- Source records:
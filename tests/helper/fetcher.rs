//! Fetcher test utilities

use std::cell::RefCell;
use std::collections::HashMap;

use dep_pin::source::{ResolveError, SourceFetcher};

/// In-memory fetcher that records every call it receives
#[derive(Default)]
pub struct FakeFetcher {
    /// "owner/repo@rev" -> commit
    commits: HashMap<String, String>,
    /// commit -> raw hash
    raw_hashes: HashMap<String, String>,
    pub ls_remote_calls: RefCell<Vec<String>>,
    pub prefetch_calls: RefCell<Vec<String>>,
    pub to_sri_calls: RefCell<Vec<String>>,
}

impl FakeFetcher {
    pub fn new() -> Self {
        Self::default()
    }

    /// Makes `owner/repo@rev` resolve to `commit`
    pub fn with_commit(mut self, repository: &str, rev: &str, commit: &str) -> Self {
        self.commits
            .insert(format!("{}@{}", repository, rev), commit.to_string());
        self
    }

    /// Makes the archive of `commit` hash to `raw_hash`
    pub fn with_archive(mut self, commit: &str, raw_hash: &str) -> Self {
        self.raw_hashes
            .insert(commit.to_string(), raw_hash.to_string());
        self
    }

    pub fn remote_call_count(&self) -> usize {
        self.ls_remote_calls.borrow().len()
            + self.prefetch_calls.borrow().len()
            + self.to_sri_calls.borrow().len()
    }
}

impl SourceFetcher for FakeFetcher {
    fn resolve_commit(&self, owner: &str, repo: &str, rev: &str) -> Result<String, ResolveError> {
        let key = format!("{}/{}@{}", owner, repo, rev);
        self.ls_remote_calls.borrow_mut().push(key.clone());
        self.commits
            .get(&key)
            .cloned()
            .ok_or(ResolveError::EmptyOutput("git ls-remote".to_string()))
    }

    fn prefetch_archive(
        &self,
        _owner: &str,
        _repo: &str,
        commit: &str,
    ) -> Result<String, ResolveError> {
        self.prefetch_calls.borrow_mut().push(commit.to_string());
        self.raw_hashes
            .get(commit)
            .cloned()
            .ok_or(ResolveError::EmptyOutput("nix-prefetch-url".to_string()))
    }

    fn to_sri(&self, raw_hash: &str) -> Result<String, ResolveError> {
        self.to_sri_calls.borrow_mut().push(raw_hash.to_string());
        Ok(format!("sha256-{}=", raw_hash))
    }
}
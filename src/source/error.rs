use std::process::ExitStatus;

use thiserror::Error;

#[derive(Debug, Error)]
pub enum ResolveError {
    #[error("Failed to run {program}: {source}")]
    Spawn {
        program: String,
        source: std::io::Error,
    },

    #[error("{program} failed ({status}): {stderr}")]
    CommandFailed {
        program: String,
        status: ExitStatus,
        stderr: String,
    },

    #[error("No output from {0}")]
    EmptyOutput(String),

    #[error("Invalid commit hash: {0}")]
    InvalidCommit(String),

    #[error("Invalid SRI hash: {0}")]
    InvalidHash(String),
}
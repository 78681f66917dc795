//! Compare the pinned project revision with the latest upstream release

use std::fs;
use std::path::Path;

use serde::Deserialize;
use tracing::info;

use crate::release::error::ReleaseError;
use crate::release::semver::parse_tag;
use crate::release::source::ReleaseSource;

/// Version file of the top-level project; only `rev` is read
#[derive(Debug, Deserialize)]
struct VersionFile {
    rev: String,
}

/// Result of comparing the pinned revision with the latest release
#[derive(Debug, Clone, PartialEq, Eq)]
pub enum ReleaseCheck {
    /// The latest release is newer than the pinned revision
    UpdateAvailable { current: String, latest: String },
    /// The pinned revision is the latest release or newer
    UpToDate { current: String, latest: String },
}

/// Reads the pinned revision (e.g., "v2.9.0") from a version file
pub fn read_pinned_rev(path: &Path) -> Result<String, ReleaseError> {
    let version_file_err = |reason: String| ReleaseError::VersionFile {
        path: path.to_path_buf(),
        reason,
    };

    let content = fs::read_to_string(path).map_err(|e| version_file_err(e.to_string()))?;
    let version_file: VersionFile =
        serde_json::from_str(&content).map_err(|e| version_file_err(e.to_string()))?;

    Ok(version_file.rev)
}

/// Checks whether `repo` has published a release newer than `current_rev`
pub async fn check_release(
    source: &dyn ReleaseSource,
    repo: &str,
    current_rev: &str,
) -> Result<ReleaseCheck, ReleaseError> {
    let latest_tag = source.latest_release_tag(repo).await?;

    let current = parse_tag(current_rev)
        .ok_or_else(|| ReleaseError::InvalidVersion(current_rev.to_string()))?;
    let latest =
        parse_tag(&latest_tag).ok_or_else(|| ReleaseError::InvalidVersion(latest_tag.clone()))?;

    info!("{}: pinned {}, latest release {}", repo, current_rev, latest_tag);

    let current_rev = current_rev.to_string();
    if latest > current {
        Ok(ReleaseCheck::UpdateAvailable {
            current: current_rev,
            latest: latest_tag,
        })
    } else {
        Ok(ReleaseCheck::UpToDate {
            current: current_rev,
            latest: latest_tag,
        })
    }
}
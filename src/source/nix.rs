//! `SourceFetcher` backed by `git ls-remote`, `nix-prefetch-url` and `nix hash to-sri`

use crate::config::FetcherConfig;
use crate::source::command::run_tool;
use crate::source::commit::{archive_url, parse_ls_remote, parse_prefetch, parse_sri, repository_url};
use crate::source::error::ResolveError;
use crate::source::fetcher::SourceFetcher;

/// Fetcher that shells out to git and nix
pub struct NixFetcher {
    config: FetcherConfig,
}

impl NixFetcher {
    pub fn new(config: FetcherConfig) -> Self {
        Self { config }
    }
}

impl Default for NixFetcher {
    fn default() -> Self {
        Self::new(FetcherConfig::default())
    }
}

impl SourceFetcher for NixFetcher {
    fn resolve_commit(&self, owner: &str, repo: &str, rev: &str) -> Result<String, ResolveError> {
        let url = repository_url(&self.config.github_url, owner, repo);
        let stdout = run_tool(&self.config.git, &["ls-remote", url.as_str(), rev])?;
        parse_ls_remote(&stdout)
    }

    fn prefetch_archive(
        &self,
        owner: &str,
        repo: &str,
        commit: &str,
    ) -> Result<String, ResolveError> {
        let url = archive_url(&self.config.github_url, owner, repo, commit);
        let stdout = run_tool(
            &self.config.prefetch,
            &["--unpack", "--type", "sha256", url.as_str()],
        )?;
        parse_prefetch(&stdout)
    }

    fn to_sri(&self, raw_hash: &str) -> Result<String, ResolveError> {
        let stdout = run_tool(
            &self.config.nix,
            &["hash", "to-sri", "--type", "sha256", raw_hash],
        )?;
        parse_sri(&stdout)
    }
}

- WORK INSTRUCTION:
The expected response is every record, reproduced word for word.

- RESPONSE BELOW:
filename tests/helper/fetcher.rs
//! Fetcher test utilities

use std::cell::RefCell;
use std::collections::HashMap;

use dep_pin::source::{ResolveError, SourceFetcher};

/// In-memory fetcher that records every call it receives
#[derive(Default)]
pub struct FakeFetcher {
    /// "owner/repo@rev" -> commit
    commits: HashMap<String, String>,
    /// commit -> raw hash
    raw_hashes: HashMap<String, String>,
    pub ls_remote_calls: RefCell<Vec<String>>,
    pub prefetch_calls: RefCell<Vec<String>>,
    pub to_sri_calls: RefCell<Vec<String>>,
}

impl FakeFetcher {
    pub fn new() -> Self {
        Self::default()
    }

    /// Makes `owner/repo@rev` resolve to `commit`
    pub fn with_commit(mut self, repository: &str, rev: &str, commit: &str) -> Self {
        self.commits
            .insert(format!("{}@{}", repository, rev), commit.to_string());
        self
    }

    /// Makes the archive of `commit` hash to `raw_hash`
    pub fn with_archive(mut self, commit: &str, raw_hash: &str) -> Self {
        self.raw_hashes
            .insert(commit.to_string(), raw_hash.to_string());
        self
    }

    pub fn remote_call_count(&self) -> usize {
        self.ls_remote_calls.borrow().len()
            + self.prefetch_calls.borrow().len()
            + self.to_sri_calls.borrow().len()
    }
}

impl SourceFetcher for FakeFetcher {
    fn resolve_commit(&self, owner: &str, repo: &str, rev: &str) -> Result<String, ResolveError> {
        let key = format!("{}/{}@{}", owner, repo, rev);
        self.ls_remote_calls.borrow_mut().push(key.clone());
        self.commits
            .get(&key)
            .cloned()
            .ok_or(ResolveError::EmptyOutput("git ls-remote".to_string()))
    }

    fn prefetch_archive(
        &self,
        _owner: &str,
        _repo: &str,
        commit: &str,
    ) -> Result<String, ResolveError> {
        self.prefetch_calls.borrow_mut().push(commit.to_string());
        self.raw_hashes
            .get(commit)
            .cloned()
            .ok_or(ResolveError::EmptyOutput("nix-prefetch-url".to_string()))
    }

    fn to_sri(&self, raw_hash: &str) -> Result<String, ResolveError> {
        self.to_sri_calls.borrow_mut().push(raw_hash.to_string());
        Ok(format!("sha256-{}=", raw_hash))
    }
}
filename src/source/error.rs
use std::process::ExitStatus;

use thiserror::Error;

#[derive(Debug, Error)]
pub enum ResolveError {
    #[error("Failed to run {program}: {source}")]
    Spawn {
        program: String,
        source: std::io::Error,
    },

    #[error("{program} failed ({status}): {stderr}")]
    CommandFailed {
        program: String,
        status: ExitStatus,
        stderr: String,
    },

    #[error("No output from {0}")]
    EmptyOutput(String),

    #[error("Invalid commit hash: {0}")]
    InvalidCommit(String),

    #[error("Invalid SRI hash: {0}")]
    InvalidHash(String),
}
repository 78681f66917dc795
//! Compare the pinned project revision with the latest upstream release

use std::fs;
use std::path::Path;

use serde::Deserialize;
use tracing::info;

use crate::release::error::ReleaseError;
use crate::release::semver::parse_tag;
use crate::release::source::ReleaseSource;

/// Version file of the top-level project; only `rev` is read
#[derive(Debug, Deserialize)]
struct VersionFile {
    rev: String,
}

/// Result of comparing the pinned revision with the latest release
#[derive(Debug, Clone, PartialEq, Eq)]
pub enum ReleaseCheck {
    /// The latest release is newer than the pinned revision
    UpdateAvailable { current: String, latest: String },
    /// The pinned revision is the latest release or newer
    UpToDate { current: String, latest: String },
}

/// Reads the pinned revision (e.g., "v2.9.0") from a version file
pub fn read_pinned_rev(path: &Path) -> Result<String, ReleaseError> {
    let version_file_err = |reason: String| ReleaseError::VersionFile {
        path: path.to_path_buf(),
        reason,
    };

    let content = fs::read_to_string(path).map_err(|e| version_file_err(e.to_string()))?;
    let version_file: VersionFile =
        serde_json::from_str(&content).map_err(|e| version_file_err(e.to_string()))?;

    Ok(version_file.rev)
}

/// Checks whether `repo` has published a release newer than `current_rev`
pub async fn check_release(
    source: &dyn ReleaseSource,
    repo: &str,
    current_rev: &str,
) -> Result<ReleaseCheck, ReleaseError> {
    let latest_tag = source.latest_release_tag(repo).await?;

    let current = parse_tag(current_rev)
        .ok_or_else(|| ReleaseError::InvalidVersion(current_rev.to_string()))?;
    let latest =
        parse_tag(&latest_tag).ok_or_else(|| ReleaseError::InvalidVersion(latest_tag.clone()))?;

    info!("{}: pinned {}, latest release {}", repo, current_rev, latest_tag);

    let current_rev = current_rev.to_string();
    if latest > current {
        Ok(ReleaseCheck::UpdateAvailable {
            current: current_rev,
            latest: latest_tag,
        })
    } else {
        Ok(ReleaseCheck::UpToDate {
            current: current_rev,
            latest: latest_tag,
        })
    }
}
filename src/source/nix.rs
//! `SourceFetcher` backed by `git ls-remote`, `nix-prefetch-url` and `nix hash to-sri`

use crate::config::FetcherConfig;
use crate::source::command::run_tool;
use crate::source::commit::{archive_url, parse_ls_remote, parse_prefetch, parse_sri, repository_url};
use crate::source::error::ResolveError;
use crate::source::fetcher::SourceFetcher;

/// Fetcher that shells out to git and nix
pub struct NixFetcher {
    config: FetcherConfig,
}

impl NixFetcher {
    pub fn new(config: FetcherConfig) -> Self {
        Self { config }
    }
}

impl Default for NixFetcher {
    fn default() -> Self {
        Self::new(FetcherConfig::default())
    }
}

impl SourceFetcher for NixFetcher {
    fn resolve_commit(&self, owner: &str, repo: &str, rev: &str) -> Result<String, ResolveError> {
        let url = repository_url(&self.config.github_url, owner, repo);
        let stdout = run_tool(&self.config.git, &["ls-remote", url.as_str(), rev])?;
        parse_ls_remote(&stdout)
    }

    fn prefetch_archive(
        &self,
        owner: &str,
        repo: &str,
        commit: &str,
    ) -> Result<String, ResolveError> {
        let url = archive_url(&self.config.github_url, owner, repo, commit);
        let stdout = run_tool(
            &self.config.prefetch,
            &["--unpack", "--type", "sha256", url.as_str()],
        )?;
        parse_prefetch(&stdout)
    }

    fn to_sri(&self, raw_hash: &str) -> Result<String, ResolveError> {
        let stdout = run_tool(
            &self.config.nix,
            &["hash", "to-sri", "--type", "sha256", raw_hash],
        )?;
        parse_sri(&stdout)
    }
}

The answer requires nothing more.